OCaml ByteCode Structure and Interpreter
Design And Approach
Source code distribution and installation
References
Summary
Because of the features mentioned above, Caml is often used to implement complex systems such as theorem provers or compilers. The COQ theorem prover is written in Caml. Ensemble(now Horus group), a toolkit for building distributed applications developed at Cornell University is written in Objective Caml. The web browser MMM is also written in Caml.
The objective of the Master of Engineering project
is to enhance the capability of OCaml interpreter. Two goals are
set. The first goal is to make the original interpreter more powerful.
By adding multithreaded feature, ML interpreter can take in and execute
several compiled bytecodes simultaneously. Since threads (light-weight
process) per bytecode are used, this will improve the efficiency of the
memory and CPU usages. The second goal is to port the interpreter
down to kernel space of WindowsNT4.0 operating system. By converting
the interpreter into a device driver, multiple bytecodes can be injected
and executed inside the kernel space at the same time. Most applications
that are written in OCaml and their bytecodes need to be ported down to
kernel can utilize this driver such as Active
Bridge (Active Network) developed by University of Pennsylvania, Computer
and Information Science (CIS) Department.
This project is a part of degree requirements
for Master
of Engineering program ('97-'98). It was guided and supervised
by Dr. Werner Vogels at Cornell
University, Computer Science Department.
The original abstraction can be found at the MEng
project list.
The reason to split the design into two phases
was solely because of the efficiency in development. User space
debugging are much more user-friendly and, more importantly, less time
consuming because any bugs in the programs, such as an access to an illegal
memory address, does not crash the system or DBS (Death Blue Screen) which
requires the memory dump and the whole process of system recovery (rebooting).
Although we can not avoid the kernel space programming, the first phase
design can take away most bugs that might occurred and the implementation
can be used as a guideline for the second phase.

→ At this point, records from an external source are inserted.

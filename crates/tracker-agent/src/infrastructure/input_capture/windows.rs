//! Windows low-level keyboard and mouse hook backend.
//!
//! Installs `WH_KEYBOARD_LL` and `WH_MOUSE_LL` on a dedicated thread that then
//! runs a Win32 message loop.  Low-level hook callbacks are delivered on the
//! thread that installed the hook, so both callbacks find the event sink in a
//! thread-local set up by that same thread; no process-wide state is needed
//! and a later session gets a fresh sink.
//!
//! Stop posts `WM_QUIT` to the hook thread.  The loop returns, both hooks are
//! removed, and the thread exits.
//!
//! The callbacks never swallow input: every path ends in `CallNextHookEx`.
//!
//! # Safety
//!
//! This module uses `unsafe` code exclusively for Windows API FFI calls.
//! All `unsafe` blocks are annotated with `// SAFETY:` comments.

#![cfg(target_os = "windows")]

use std::cell::RefCell;

use tracing::{debug, error, trace, warn};
use tracker_core::classify::win32;
use tracker_core::{EventSink, InputEvent};
use windows::Win32::Foundation::{LPARAM, LRESULT, WPARAM};
use windows::Win32::System::Threading::GetCurrentThreadId;
use windows::Win32::UI::WindowsAndMessaging::{
    CallNextHookEx, DispatchMessageW, GetMessageW, PeekMessageW, PostThreadMessageW,
    SetWindowsHookExW, UnhookWindowsHookEx, HC_ACTION, HHOOK, KBDLLHOOKSTRUCT, MSG, PM_NOREMOVE,
    WH_KEYBOARD_LL, WH_MOUSE_LL, WM_QUIT, WM_USER,
};

use super::{
    spawn_with_handshake, BackendKind, CaptureBackend, CaptureError, CaptureHandle, Handshake,
    StopSignal,
};

/// Name given to the hook thread.
pub const HOOK_THREAD_NAME: &str = "tracker-win-hooks";

thread_local! {
    /// Sink for the hooks installed by the current thread.
    static HOOK_SINK: RefCell<Option<EventSink>> = const { RefCell::new(None) };
}

/// Capture backend built on low-level Windows hooks.
#[derive(Debug, Default)]
pub struct WindowsHookBackend;

impl WindowsHookBackend {
    pub fn new() -> Self {
        Self
    }
}

/// Posts `WM_QUIT` to the hook thread's message queue.
struct QuitHookThread {
    thread_id: u32,
}

impl StopSignal for QuitHookThread {
    fn signal_stop(&self) {
        // SAFETY: posting to a thread id is safe even if that thread has
        // already exited; the call then fails and we log it.
        let posted =
            unsafe { PostThreadMessageW(self.thread_id, WM_QUIT, WPARAM(0), LPARAM(0)) };
        if let Err(e) = posted {
            warn!(thread_id = self.thread_id, "failed to post WM_QUIT to hook thread: {e}");
        }
    }
}

impl CaptureBackend for WindowsHookBackend {
    fn kind(&self) -> BackendKind {
        BackendKind::Windows
    }

    fn start(&self, sink: EventSink) -> Result<CaptureHandle, CaptureError> {
        let (thread_id, thread, completion) =
            spawn_with_handshake(BackendKind::Windows, HOOK_THREAD_NAME, move |handshake| {
                HOOK_SINK.with(|slot| *slot.borrow_mut() = Some(sink));

                let Some(hooks) = install_hooks(handshake) else {
                    HOOK_SINK.with(|slot| slot.borrow_mut().take());
                    return;
                };
                run_message_loop();
                remove_hooks(hooks);
                HOOK_SINK.with(|slot| slot.borrow_mut().take());
                debug!("hook thread exiting");
            })?;

        Ok(CaptureHandle::new(
            BackendKind::Windows,
            Box::new(QuitHookThread { thread_id }),
            thread,
            completion,
        ))
    }
}

/// Installs both hooks and reports the outcome through `handshake`.
fn install_hooks(handshake: Handshake<u32>) -> Option<(HHOOK, HHOOK)> {
    // SAFETY: installs a global low-level hook whose procedure lives in this
    // module for the whole process lifetime.
    let keyboard = unsafe { SetWindowsHookExW(WH_KEYBOARD_LL, Some(keyboard_hook_proc), None, 0) };
    let keyboard = match keyboard {
        Ok(hook) => hook,
        Err(e) => {
            handshake.fail(format!("WH_KEYBOARD_LL installation failed: {e}"));
            return None;
        }
    };
    // SAFETY: as above.
    let mouse = unsafe { SetWindowsHookExW(WH_MOUSE_LL, Some(mouse_hook_proc), None, 0) };
    let mouse = match mouse {
        Ok(hook) => hook,
        Err(e) => {
            // SAFETY: `keyboard` was returned by SetWindowsHookExW above.
            unsafe { UnhookWindowsHookEx(keyboard).ok() };
            handshake.fail(format!("WH_MOUSE_LL installation failed: {e}"));
            return None;
        }
    };

    // Force creation of this thread's message queue so a WM_QUIT posted right
    // after startup is not lost.
    let mut msg = MSG::default();
    // SAFETY: `msg` is a valid out-parameter; PM_NOREMOVE leaves the queue untouched.
    unsafe {
        let _ = PeekMessageW(&mut msg, None, WM_USER, WM_USER, PM_NOREMOVE);
    }

    // SAFETY: trivially safe; returns the calling thread's id.
    handshake.ready(unsafe { GetCurrentThreadId() });
    Some((keyboard, mouse))
}

fn run_message_loop() {
    let mut msg = MSG::default();
    // SAFETY: Standard Win32 GetMessage/DispatchMessage loop pattern.  A
    // return of 0 means WM_QUIT, -1 means an error; both end the loop.
    unsafe {
        loop {
            let rc = GetMessageW(&mut msg, None, 0, 0).0;
            if rc == 0 {
                break;
            }
            if rc < 0 {
                error!("GetMessageW failed in hook thread");
                break;
            }
            DispatchMessageW(&msg);
        }
    }
}

fn remove_hooks((keyboard, mouse): (HHOOK, HHOOK)) {
    // SAFETY: both handles came from SetWindowsHookExW on this thread.
    unsafe {
        if let Err(e) = UnhookWindowsHookEx(keyboard) {
            warn!("failed to remove keyboard hook: {e}");
        }
        if let Err(e) = UnhookWindowsHookEx(mouse) {
            warn!("failed to remove mouse hook: {e}");
        }
    }
}

fn forward(event: InputEvent) {
    HOOK_SINK.with(|slot| {
        if let Some(sink) = slot.borrow().as_ref() {
            if sink.push(event).is_err() {
                trace!(%event, "event channel closed, dropping hook event");
            }
        }
    });
}

/// Low-level keyboard hook callback.
///
/// # Safety
///
/// Called by Windows on the hook thread while it is inside `GetMessageW`.
unsafe extern "system" fn keyboard_hook_proc(
    n_code: i32,
    w_param: WPARAM,
    l_param: LPARAM,
) -> LRESULT {
    if n_code == HC_ACTION as i32 {
        // SAFETY: l_param points to a KBDLLHOOKSTRUCT when n_code == HC_ACTION.
        let kbs = &*(l_param.0 as *const KBDLLHOOKSTRUCT);
        if let Some(event) = win32::classify_keyboard(w_param.0 as u32, kbs.vkCode) {
            forward(event);
        }
    }

    // SAFETY: Forward the event to the next hook in the chain.
    CallNextHookEx(None, n_code, w_param, l_param)
}

/// Low-level mouse hook callback.
///
/// # Safety
///
/// Called by Windows on the hook thread while it is inside `GetMessageW`.
unsafe extern "system" fn mouse_hook_proc(
    n_code: i32,
    w_param: WPARAM,
    l_param: LPARAM,
) -> LRESULT {
    if n_code == HC_ACTION as i32 {
        if let Some(event) = win32::classify_mouse(w_param.0 as u32) {
            forward(event);
        }
    }

    // SAFETY: Forward to the next hook in the chain.
    CallNextHookEx(None, n_code, w_param, l_param)
}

First Phase: User Space Development.
1) The interface to
the user.
The original interpreter (OCamlrun.exe) arguments
were only one bytecode and the bytecode arguments itself. The "main.c"

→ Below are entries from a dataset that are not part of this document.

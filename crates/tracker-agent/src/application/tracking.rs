//! Host control surface: `start_tracking` / `stop_tracking`.
//!
//! A [`Tracker`] wraps one [`CaptureSession`] and speaks in the status strings
//! a host shows to its user.  Hosts that do not want to own a `Tracker` can
//! use the free functions, which share one process-wide instance built from
//! the on-disk configuration on first use.

use std::sync::OnceLock;
use std::time::Duration;

use tracing::{info, warn};
use tracker_core::EventKind;

use crate::application::capture_session::CaptureSession;
use crate::infrastructure::input_capture::{create_backend, CaptureError};
use crate::infrastructure::storage::config::{self, AppConfig};

pub const STATUS_STARTED: &str = "Tracking started";
pub const STATUS_STOPPED: &str = "Tracking stopped";
pub const STATUS_NOT_ACTIVE: &str = "Tracking was not active";

/// A consumer as a host hands it over: possibly absent.
pub type BoxedConsumer = Box<dyn FnMut(EventKind, i64) + Send + 'static>;

pub struct Tracker {
    session: CaptureSession,
    join_timeout: Duration,
}

impl Tracker {
    pub fn new(session: CaptureSession, join_timeout: Duration) -> Self {
        Self {
            session,
            join_timeout,
        }
    }

    /// Builds the backend and session described by `config`.
    ///
    /// # Errors
    ///
    /// [`CaptureError::UnsupportedPlatform`] when the configured backend is not
    /// available in this build.  No OS resource is touched here.
    pub fn from_config(config: &AppConfig) -> Result<Self, CaptureError> {
        let backend = create_backend(config)?;
        let join_timeout = config.tracker.stop_join_timeout();
        let session = CaptureSession::new(backend, config.tracker.restart_policy)
            .with_join_timeout(join_timeout);
        Ok(Self::new(session, join_timeout))
    }

    pub fn session(&self) -> &CaptureSession {
        &self.session
    }

    /// Starts delivering events to `consumer`.
    ///
    /// # Errors
    ///
    /// [`CaptureError::InvalidArgument`] when `consumer` is `None`; the session
    /// is left untouched.  Otherwise whatever [`CaptureSession::start`] returns.
    pub fn start_tracking(&self, consumer: Option<BoxedConsumer>) -> Result<String, CaptureError> {
        let consumer = consumer.ok_or_else(|| {
            CaptureError::InvalidArgument("a consumer callback is required".to_string())
        })?;
        self.session.start(consumer)?;
        Ok(STATUS_STARTED.to_string())
    }

    /// Stops tracking.  Stopping while inert is not an error.
    pub fn stop_tracking(&self) -> Result<String, CaptureError> {
        if self.session.stop() {
            Ok(STATUS_STOPPED.to_string())
        } else {
            Ok(STATUS_NOT_ACTIVE.to_string())
        }
    }

    /// Like [`stop_tracking`](Self::stop_tracking), but also waits for the
    /// capture and dispatch threads, bounded by the configured timeout.
    pub fn shutdown(&self) -> Result<String, CaptureError> {
        if self.session.stop_and_join(self.join_timeout)? {
            Ok(STATUS_STOPPED.to_string())
        } else {
            Ok(STATUS_NOT_ACTIVE.to_string())
        }
    }
}

static GLOBAL: OnceLock<Tracker> = OnceLock::new();

/// The process-wide tracker, built from the platform config file on first use.
///
/// A config file that cannot be read or parsed is logged and replaced by
/// defaults.
pub fn global() -> Result<&'static Tracker, CaptureError> {
    if let Some(tracker) = GLOBAL.get() {
        return Ok(tracker);
    }
    let config = config::load_config().unwrap_or_else(|e| {
        warn!("using default configuration: {e}");
        AppConfig::default()
    });
    let tracker = Tracker::from_config(&config)?;
    // Losing a race here only discards an unstarted tracker.
    let tracker = GLOBAL.get_or_init(|| tracker);
    info!(backend = %tracker.session.backend_kind(), "process-wide tracker ready");
    Ok(tracker)
}

/// Starts tracking on the process-wide tracker.
pub fn start_tracking(consumer: Option<BoxedConsumer>) -> Result<String, CaptureError> {
    global()?.start_tracking(consumer)
}

/// Stops tracking on the process-wide tracker.
pub fn stop_tracking() -> Result<String, CaptureError> {
    match GLOBAL.get() {
        Some(tracker) => tracker.stop_tracking(),
        None => Ok(STATUS_NOT_ACTIVE.to_string()),
    }
}

// ── Tests ─────────────────────────────────────────────────────────────────────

was modified in order to take in multiple bytecodes. To distinguish
bytecodes and their arguments, the bytecode arguments follow the
respective bytecode with prefix "-".
For example:
# ocamlrun <bytecode1>
-<bytecode1_arg1> -<bytecode1_arg2> <bytecode2> -<bytecode2_arg1>
There is no limit in the number of bytecodes that can be executed at the same time as long as the memory space is available.
2) The interpreter
thread creation.
One thread will be created to execute each bytecode
(CreateThread()) [1] (P.60). The "windows.h"
header file is required to implement thread operations. In
"main.c", the main process will wait for all the created threads
to finish its execution before terminated (WaitForMultipleObjects()).

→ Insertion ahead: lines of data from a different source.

//! Classification of Windows low-level hook notifications.
//!
//! `WH_KEYBOARD_LL` and `WH_MOUSE_LL` callbacks receive the window message that
//! describes the input in `wParam`.  Message identifiers are stable Win32 ABI
//! values (`winuser.h`), so they are listed here as plain constants and the
//! classification compiles and tests on every platform.

use crate::domain::InputEvent;

pub const WM_KEYDOWN: u32 = 0x0100;
pub const WM_KEYUP: u32 = 0x0101;
pub const WM_SYSKEYDOWN: u32 = 0x0104;
pub const WM_SYSKEYUP: u32 = 0x0105;

pub const WM_MOUSEMOVE: u32 = 0x0200;
pub const WM_LBUTTONDOWN: u32 = 0x0201;
pub const WM_LBUTTONUP: u32 = 0x0202;
pub const WM_RBUTTONDOWN: u32 = 0x0204;
pub const WM_RBUTTONUP: u32 = 0x0205;
pub const WM_MBUTTONDOWN: u32 = 0x0207;
pub const WM_MBUTTONUP: u32 = 0x0208;
pub const WM_MOUSEWHEEL: u32 = 0x020A;
pub const WM_XBUTTONDOWN: u32 = 0x020B;
pub const WM_XBUTTONUP: u32 = 0x020C;
pub const WM_MOUSEHWHEEL: u32 = 0x020E;

/// Classifies a keyboard hook notification.
///
/// The event code is the virtual-key code from `KBDLLHOOKSTRUCT::vkCode`.
pub fn classify_keyboard(message: u32, vk_code: u32) -> Option<InputEvent> {
    match message {
        WM_KEYDOWN | WM_KEYUP | WM_SYSKEYDOWN | WM_SYSKEYUP => Some(InputEvent::key(vk_code)),
        _ => None,
    }
}

/// Classifies a mouse hook notification.
///
/// Low-level mouse hooks carry no key code, so the event code is the mouse
/// message identifier itself (`WM_MOUSEMOVE`, `WM_LBUTTONDOWN`, ...).
pub fn classify_mouse(message: u32) -> Option<InputEvent> {
    match message {
        WM_MOUSEMOVE
        | WM_LBUTTONDOWN
        | WM_LBUTTONUP
        | WM_RBUTTONDOWN
        | WM_RBUTTONUP
        | WM_MBUTTONDOWN
        | WM_MBUTTONUP
        | WM_MOUSEWHEEL
        | WM_XBUTTONDOWN
        | WM_XBUTTONUP
        | WM_MOUSEHWHEEL => Some(InputEvent::mouse(message)),
        _ => None,
    }
}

As far as the memory usage and error handling are concerned, all threads
are completely isolated. Threads are given the same priorities and
thread scheduler is managed solely by operating system. Each
thread has a unique identification number (GetThreadId()) when it
was created. The threadId is output to the screen when thread
is created. The status of each thread can be monitor through WindowsNT
Task Manager.
3) Thread local storage.
Since the original interpreter was designed to
single thread application, there were approximately one hundred global
variables in the codes. To avoid thread from corrupting each other
data, thread-local storage[1] (p.536) is applied.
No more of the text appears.